Di nuovo torna il “libero arbitrio”. Prima il Beneficio ha detto che è malato e ha bisogno di essere sanato. Ora dice che è storto e piegato e ha bisogno di essere “riformato”, così come l’immagine di Dio rotta dal peccato è restaurata da Gesù.


Tutti noi come pecore errammo e ciascuno di noi alla propria via si è rivolto, e il Signor ha fatto concorrere sopra di lui le iniquità di tutti noi; egli è stato oppresso e ingiuriato, e nondimeno non ha aperto la bocca sua. Come agnello al macello sarà condotto, e come pecora che innanzi a li tonsori suoi sta muta, così egli non aprirà la bocca sua’ (Isaia 53,1-7).

Oh grande ingratitudine! oh cosa abominevole! se, facendo noi professione di cristiani, e intendendo che il Figliuolo di Dio ha tolto sopra di sé tutti gli peccati nostri, i quali esso ha tutti scancellati col suo preziosissimo sangue, lasciandosi castigare per noi in croce, nondimeno pretendiamo di volerci giustificare e impetrare la remissione de’ nostri peccati con le nostre opere, quasi che i meriti, la giustizia, il sangue di Cristo a ciò far non basti, se non vi aggiungiamo le nostre sozze giustizie e macchiate di amore proprio, di interesse e di mille vanità, per le quali abbiamo più tosto da domandare a Dio perdono che premio. 


Che illusione deviante è pensare che uno possa giustificarsi da solo con opere e meriti. L’unico che può giustificare è Gesù Cristo grazia alla sua opera sulla croce. 

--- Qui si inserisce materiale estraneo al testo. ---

#[cfg(test)]
mod tests {
    use super::*;
    use crate::document::{ChannelDocument, DocumentUpdate};
    use serde_json::{json, Value};
    use tokio::io::{BufReader, DuplexStream};

    struct FakeServer {
        reader: MessageReader<BufReader<DuplexStream>>,
        writer: MessageWriter<DuplexStream>,
    }

    impl FakeServer {
        async fn recv(&mut self) -> Value {
            let body = self.reader.read_message().await.unwrap().unwrap();
            serde_json::from_str(&body).unwrap()
        }

        async fn reply(&mut self, id: Value, result: Value) {
            self.writer
                .send(&Outgoing::Reply { id, result })
                .await
                .unwrap();
        }

        async fn notify(&mut self, method: &str, params: Value) {
            self.writer
                .send(&Outgoing::notification(method, params))
                .await
                .unwrap();
        }
    }

    fn connect() -> (Connection, FakeServer) {
        let (client_out, server_in) = tokio::io::duplex(64 * 1024);
        let (server_out, client_in) = tokio::io::duplex(64 * 1024);
        let root = std::env::temp_dir();
        let connection = Connection::with_io(
            "rust",
            MessageReader::new(BufReader::new(client_in)),
            MessageWriter::new(client_out),
            None,
            &initialize_params(&root).unwrap(),
        )
        .unwrap();
        let server = FakeServer {
            reader: MessageReader::new(BufReader::new(server_in)),
            writer: MessageWriter::new(server_out),
        };
        (connection, server)
    }

    async fn handshake(connection: &Connection, server: &mut FakeServer) {
        let init = server.recv().await;
        assert_eq!(init["method"], "initialize");
        assert_eq!(init["params"]["capabilities"]["textDocument"]["definition"]["linkSupport"], false);
        server
            .reply(
                init["id"].clone(),
                json!({"capabilities": {"hoverProvider": true, "completionProvider": {}}}),
            )
            .await;
        connection.wait_ready(Duration::from_secs(5)).await.unwrap();
        assert_eq!(server.recv().await["method"], "initialized");
    }

    #[tokio::test]
    async fn test_hover_round_trip() {
        let (connection, mut server) = connect();
        handshake(&connection, &mut server).await;

        let (tx, mut rx) = mpsc::unbounded_channel();
        let path = std::env::temp_dir().join("hover_round_trip.rs");
        let doc = Arc::new(ChannelDocument::new(Some(path), "let x = 1;", tx));
        connection.open_document(doc.clone()).await.unwrap();

        let did_open = server.recv().await;
        assert_eq!(did_open["method"], "textDocument/didOpen");
        assert_eq!(did_open["params"]["textDocument"]["languageId"], "rust");
        assert_eq!(did_open["params"]["textDocument"]["text"], "let x = 1;");

        let id = connection
            .request_hover(doc.id(), TextPosition { line: 1, column: 4 })
            .await
            .unwrap();
        let request = server.recv().await;
        assert_eq!(request["id"], id);
        assert_eq!(request["params"]["position"], json!({"line": 0, "character": 4}));

        server
            .reply(request["id"].clone(), json!({"contents": "x: i32"}))
            .await;
        let (_, update) = rx.recv().await.unwrap();
        match update {
            DocumentUpdate::Hover(hover) => {
                assert_eq!(hover.text, "x: i32");
                assert_eq!(hover.position, TextPosition { line: 1, column: 4 });
            }
            other => panic!("unexpected update: {other:?}"),
        }
        assert_eq!(connection.pending_count().await, 0);
    }

    #[tokio::test]
    async fn test_unsupported_request_not_sent() {
        let (connection, mut server) = connect();
        handshake(&connection, &mut server).await;

        let (tx, _rx) = mpsc::unbounded_channel();
        let doc = Arc::new(ChannelDocument::new(
            Some(std::env::temp_dir().join("unsupported.rs")),
            "",
            tx,
        ));
        connection.open_document(doc.clone()).await.unwrap();
        let result = connection
            .request_definition(doc.id(), TextPosition { line: 1, column: 0 })
            .await;
        assert!(matches!(result, Err(LspError::Unsupported(_))));
        assert_eq!(connection.pending_count().await, 0);
    }

    #[tokio::test]
    async fn test_server_request_answered_with_null() {
        let (connection, mut server) = connect();
        handshake(&connection, &mut server).await;

        server
            .writer
            .send(&Outgoing::request(99, "workspace/configuration", json!({"items": []})))
            .await
            .unwrap();
        let reply = server.recv().await;
        assert_eq!(reply["id"], 99);
        assert!(reply["result"].is_null());
        assert_eq!(connection.state(), ConnectionState::Ready);
    }

    #[tokio::test]
    async fn test_connection_lost_notifies_documents() {
        let (connection, mut server) = connect();
        handshake(&connection, &mut server).await;

        let (tx, mut rx) = mpsc::unbounded_channel();
        let doc = Arc::new(ChannelDocument::new(
            Some(std::env::temp_dir().join("lost.rs")),
            "fn",
            tx,
        ));
        connection.open_document(doc.clone()).await.unwrap();
        let _ = server.recv().await;
        connection
            .request_completion(doc.id(), TextPosition { line: 1, column: 2 })
            .await
            .unwrap();

        server.notify("window/logMessage", json!({"type": 3, "message": "bye"})).await;
        drop(server);

        let (_, update) = rx.recv().await.unwrap();
        assert_eq!(
            update,
            DocumentUpdate::Unavailable {
                language: "rust".to_string()
            }
        );
        assert_eq!(connection.state(), ConnectionState::Closed);
        assert_eq!(connection.pending_count().await, 0);
        assert!(matches!(
            connection
                .request_hover(doc.id(), TextPosition { line: 1, column: 0 })
                .await,
            Err(LspError::NotReady(ConnectionState::Closed))
        ));
    }

    #[tokio::test]
    async fn test_shutdown_sends_exit() {
        let (connection, mut server) = connect();
        handshake(&connection, &mut server).await;

        let server_task = tokio::spawn(async move {
            let shutdown = server.recv().await;
            assert_eq!(shutdown["method"], "shutdown");
            server.reply(shutdown["id"].clone(), Value::Null).await;
            let exit = server.recv().await;
            assert_eq!(exit["method"], "exit");
        });

        connection.shutdown(Duration::from_secs(5)).await.unwrap();
        assert_eq!(connection.state(), ConnectionState::Closed);
        server_task.await.unwrap();

        // A second shutdown is a no-op.
        connection.shutdown(Duration::from_secs(1)).await.unwrap();
    }

    #[tokio::test]
    async fn test_wait_ready_times_out() {
        let (connection, _server) = connect();
        assert!(matches!(
            connection.wait_ready(Duration::from_millis(50)).await,
            Err(LspError::NotReady(ConnectionState::Initializing))
        ));
    }

    #[test]
    fn test_initialize_params() {
        let root = std::env::temp_dir();
        let params = initialize_params(&root).unwrap();
        assert_eq!(params.process_id, Some(std::process::id()));
        let folders = params.workspace_folders.unwrap();
        assert_eq!(folders.len(), 1);
        assert!(folders[0].uri.as_str().starts_with("file://"));
    }
}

Questo onore si dà solamente al suo unigenito Figliuolo; esso solo col sacrificio della sua passione ha sodisfatto per tutti i nostri peccati passati, presenti e futuri (vedi Ebrei capitoli 7,9,10 e Giovanni capitoli 1, 2)….Ogni volta che noi per fede applichiamo questa soddisfazione di Cristo all’anima nostra, godiamo indubitatamente della remissione dei peccati, e per la giustizia di lui diventiamo buoni e giusti presso a Dio


Ecco il “beneficio” di Cristo! Il perdono dei peccati, la giustizia imputata e la nuova vita inaugurata dalla grazia. Solo Cristo ha compiuto questa opera e solo Cristo può donare la salvezza.


Diamo (allora) tutta la gloria della nostra giustificazione alla misericordia di Dio e agli meriti del suo Figliuolo, il quale col sangue suo ci ha liberati dallo imperio della Legge e dalla tirannide del peccato e della morte e ci ha condotti nel regno di Dio per donarci eterna felicità…

Abbracciamo, fratelli dilettissimi, la giustizia del nostro Gesù Cristo, facciamola nostra per mezzo della fede, teniamo per fermo di esser giusti, non per le opere nostre, ma per i meriti di Cristo, e viviamo allegri e sicuri che la giustizia di Cristo annichila tutte le nostre ingiustizie e ci fa buoni e giusti e santi nel cospetto di Dio. Il quale, quando ci vede incorporati nel suo Figliuolo per la fede, non ci considera più come figliuoli di Adamo, ma come figliuoli suoi, e ci fa eredi con il suo legittimo Figliuolo di tutte le ricchezze sue


Ecco che, avendo Cristo compiuto tutto per la nostra salvezza e noi non potendo fare nulla per meritarla, dobbiamo riceverla “per mezzo della fede” e alla “sola gloria di Dio”. Solo Cristo, sola fede e solo a Dio la gloria sono i capisaldi della fede evangelica a cui il Beneficio dà voce. 



Della stessa serie: 

“Il beneficio di Cristo (I). Un libriccino del Cinquecento da riscoprire” (5/9/2024)

“Il beneficio di Cristo (II). Senza la legge non c’è Vangelo” (20/9/2024) 


[1]: Le citazioni sono tratte da Benedetto da Mantova e Marcantonio Flaminio, Il beneficio di Cristo, capitolo 3, a cura di Salvatore Caponetto, Torino, Claudiana 2009.